Was passiert nach dem Abschied des Chefredaktors? Die Medienlandschaft und die Politik sind in raschem Wandel begriffen. Auch das «Kind» von Geli Spescha wird sich an neue Gegebenheiten anpassen. Die Politik tendiert dazu, den aktuellen Themen ein grosses Gewicht beizumessen. Die Suche nach Erhöhung der Auflage ebenso. «Die Volkswirtschaft» hat den Vorteil, weder der Tagesaktualität verfallen zu müssen, noch dem Auflagendruck unterstellt zu sein.
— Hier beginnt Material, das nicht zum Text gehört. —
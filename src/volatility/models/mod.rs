//! models — estimation of the AR(1)-GJR-GARCH(1,1,1)-t model.
//!
//! Purpose
//! -------
//! Sit on top of `volatility::core` and wire the likelihood to the generic
//! L-BFGS optimizer, then package the result as an immutable
//! [`FittedGarch`] with a diagnostic [`FitSummary`].
//!
//! Key behaviors
//! -------------
//! - [`GjrGarchModel`] implements [`LogLikelihood`] (average log-likelihood
//!   in θ-space) and provides `fit`.
//! - [`FittedGarch`] exposes the fitted parameters, terminal state, the
//!   one-step variance update, the innovation sampler and simulation.
//! - [`model_internals`] holds the model-space objective, per-observation
//!   scores and terminal-state extraction used for inference.
//!
//! Invariants & assumptions
//! ------------------------
//! - A `FittedGarch` only exists for a converged run with stationary
//!   parameters.
//! - Scratch buffers are single-owner; one model must not be shared across
//!   threads while fitting.
//!
//! Testing notes
//! -------------
//! - [`gjr_garch`] tests fit simulated samples end to end; [`summary`] tests
//!   both standard-error flavors; [`model_internals`] checks scores against
//!   the averaged objective.
//!
//! [`LogLikelihood`]: crate::optimization::loglik_optimizer::LogLikelihood

pub mod gjr_garch;
pub mod model_internals;
pub mod summary;

// ---- Re-exports (primary public surface) ----------------------------------

pub use self::gjr_garch::{fit, FittedGarch, GjrGarchModel, MIN_RETURNS};
pub use self::model_internals::{calculate_scores, n_eff};
pub use self::summary::{CoefRow, FitSummary};

pub mod prelude {
    pub use super::gjr_garch::{fit, FittedGarch, GjrGarchModel};
    pub use super::summary::FitSummary;
}
//! loglik_optimizer::api — entry point for maximizing a [`LogLikelihood`].
//!
//! Purpose
//! -------
//! Give model code one call that turns "a log-likelihood plus a starting
//! point" into an [`OptimOutcome`], hiding argmin's executor, solver and
//! line-search generics.
//!
//! Key behaviors
//! -------------
//! - Dispatches on [`LineSearcher`] to a More–Thuente or Hager–Zhang L-BFGS.
//! - Works on the sign-flipped problem `c(θ) = −ℓ(θ)` through
//!   [`ArgMinAdapter`]; the outcome is reported back in ℓ-space.
//!
//! Downstream usage
//! ----------------
//! - `GjrGarchModel::fit` calls [`maximize`] with the model as `f` and the
//!   return series as `data`.
use crate::optimization::{
    errors::OptResult,
    loglik_optimizer::{
        adapter::ArgMinAdapter,
        builders::{build_optimizer_hager_zhang, build_optimizer_more_thuente},
        run::run_lbfgs,
        traits::{LineSearcher, LogLikelihood, MLEOptions},
        OptimOutcome, Theta,
    },
};

/// Maximize `ℓ(θ)` with L-BFGS.
///
/// # Behavior
/// 1. Runs `f.check(theta0, data)` so a malformed start fails before any
///    solver state is built.
/// 2. Wraps `(f, data)` in an [`ArgMinAdapter`], which minimizes `−ℓ(θ)`
///    and falls back to finite differences when `f.grad` is not provided.
/// 3. Builds the solver for `opts.line_searcher` and hands it to
///    [`run_lbfgs`].
///
/// # Parameters
/// - `f`: the model; borrowed for the whole run.
/// - `theta0`: unconstrained starting vector, moved into the executor.
/// - `data`: passed through untouched to `value`, `grad` and `check`.
/// - `opts`: tolerances, line search, iteration cap and verbosity.
///
/// # Returns
/// An [`OptimOutcome`] with `θ̂`, `ℓ(θ̂)`, the termination status and the
/// iteration and evaluation counts. A run stopped by the iteration cap is
/// returned with `converged == false`; deciding what to do with it is up to
/// the caller.
///
/// # Errors
/// - Errors from `f.check`.
/// - Solver construction errors (invalid tolerances or line-search
///   settings).
/// - argmin runtime errors, including objective errors raised mid-run.
///
/// # Example
/// ```
/// use drawdown_risk::optimization::{
///     errors::OptResult,
///     loglik_optimizer::{maximize, LogLikelihood, MLEOptions, Theta},
/// };
/// use ndarray::array;
///
/// struct Bowl;
/// impl LogLikelihood for Bowl {
///     type Data = ();
///     fn value(&self, theta: &Theta, _: &()) -> OptResult<f64> {
///         Ok(-(theta[0] - 1.0).powi(2))
///     }
///     fn check(&self, _: &Theta, _: &()) -> OptResult<()> {
///         Ok(())
///     }
/// }
///
/// let out = maximize(&Bowl, array![3.0], &(), &MLEOptions::default()).unwrap();
/// assert!((out.theta_hat[0] - 1.0).abs() < 1e-4);
/// ```
pub fn maximize<F: LogLikelihood>(
    f: &F, theta0: Theta, data: &F::Data, opts: &MLEOptions,
) -> OptResult<OptimOutcome> {
    f.check(&theta0, data)?;
    let problem = ArgMinAdapter::new(f, data);
    match opts.line_searcher {
        LineSearcher::MoreThuente => {
            let solver = build_optimizer_more_thuente(opts)?;
            run_lbfgs(theta0, opts, problem, solver)
        }
        LineSearcher::HagerZhang => {
            let solver = build_optimizer_hager_zhang(opts)?;
            run_lbfgs(theta0, opts, problem, solver)
        }
    }
}

#[cfg(test)]
mod tests {
    use super::*;
    use crate::optimization::{errors::OptError, loglik_optimizer::traits::Tolerances};
    use approx::assert_abs_diff_eq;
    use ndarray::{array, Array1};

    // -------------------------------------------------------------------------
    // Scope
    // -----
    // These tests cover:
    // - Recovery of the maximizer of a smooth concave objective with both
    //   line searches and finite-difference gradients.
    // - Rejection of the starting point by `check`.
    //
    // They intentionally DO NOT cover:
    // - GARCH likelihoods (see `volatility::models`).
    // -------------------------------------------------------------------------

    /// Gaussian log-likelihood in (mean, log-sd) for a fixed sample.
    struct GaussianLogLik;

    impl LogLikelihood for GaussianLogLik {
        type Data = Array1<f64>;

        fn value(&self, theta: &Theta, data: &Array1<f64>) -> OptResult<f64> {
            let (mu, log_sd) = (theta[0], theta[1]);
            let var = (2.0 * log_sd).exp();
            let n = data.len() as f64;
            let ss = data.mapv(|x| (x - mu).powi(2)).sum();
            Ok(-0.5 * (2.0 * std::f64::consts::PI * var).ln() - 0.5 * ss / (var * n))
        }

        fn check(&self, theta: &Theta, _data: &Array1<f64>) -> OptResult<()> {
            if theta.len() != 2 {
                return Err(OptError::ThetaLengthMismatch { expected: 2, actual: theta.len() });
            }
            Ok(())
        }
    }

    #[test]
    // Purpose
    // -------
    // Both line searches reach the closed-form Gaussian MLE.
    //
    // Given
    // -----
    // - Data [1, 2, 3, 4] (mean 2.5, MLE variance 1.25).
    // - Start θ₀ = [0, 0].
    //
    // Expect
    // ------
    // - θ̂ ≈ [2.5, ½ ln 1.25] and a converged outcome for each searcher.
    fn maximize_recovers_gaussian_mle_with_both_line_searches() {
        // Arrange
        let data = array![1.0, 2.0, 3.0, 4.0];
        let tols = Tolerances::new(Some(1e-6), None, Some(200)).expect("valid tolerances");

        for ls in [LineSearcher::MoreThuente, LineSearcher::HagerZhang] {
            let opts = MLEOptions::new(tols, ls, false, None).expect("valid options");

            // Act
            let out = maximize(&GaussianLogLik, array![0.0, 0.0], &data, &opts)
                .expect("optimization should succeed");

            // Assert
            assert!(out.converged, "{ls:?} did not converge: {}", out.status);
            assert_abs_diff_eq!(out.theta_hat[0], 2.5, epsilon = 1e-4);
            assert_abs_diff_eq!(out.theta_hat[1], 0.5 * 1.25f64.ln(), epsilon = 1e-4);
        }
    }

    #[test]
    // Purpose
    // -------
    // A failing `check` stops the run before the solver starts.
    //
    // Given
    // -----
    // - A length-3 starting vector for a 2-parameter model.
    //
    // Expect
    // ------
    // - `ThetaLengthMismatch { expected: 2, actual: 3 }`.
    fn maximize_rejects_bad_start() {
        let data = array![1.0, 2.0];
        let res = maximize(&GaussianLogLik, array![0.0, 0.0, 0.0], &data, &MLEOptions::default());
        assert_eq!(res, Err(OptError::ThetaLengthMismatch { expected: 2, actual: 3 }));
    }
}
Somit kann sie ihre Aufmerksamkeit weiterhin den langfristigen Fragen widmen, wie strukturellen Problemen, Sicherung der Wettbewerbsfähigkeit und der Sozialwerke sowie den Grenzen des Wachstums. Gleichzeitig wird «Die Volkswirtschaft» aber auch ihre Artikel mit der Tagesaktualität zu verbinden wissen, dies wie bisher im exzellenten Timing mit den Monatsthemen. Zu guter Letzt: Unter Geli Speschas Leitung hat «Die Volkswirtschaft» den Ruf des Departements für Wirtschaft, Bildung und Forschung (WBF) und des Staatssekretariats für Wirtschaft (Seco) gestärkt, ohne aber servil als Sprachrohr seiner Auftraggeber zu dienen oder die Achtung von Aussenstehenden für diese Periodika zu beeinträchtigen. Möge dies unter der neuen Führung so bleiben.Wir danken dir, Geli, und verbinden diesen Dank mit den besten Wünschen für deinen neuen Lebensabschnitt.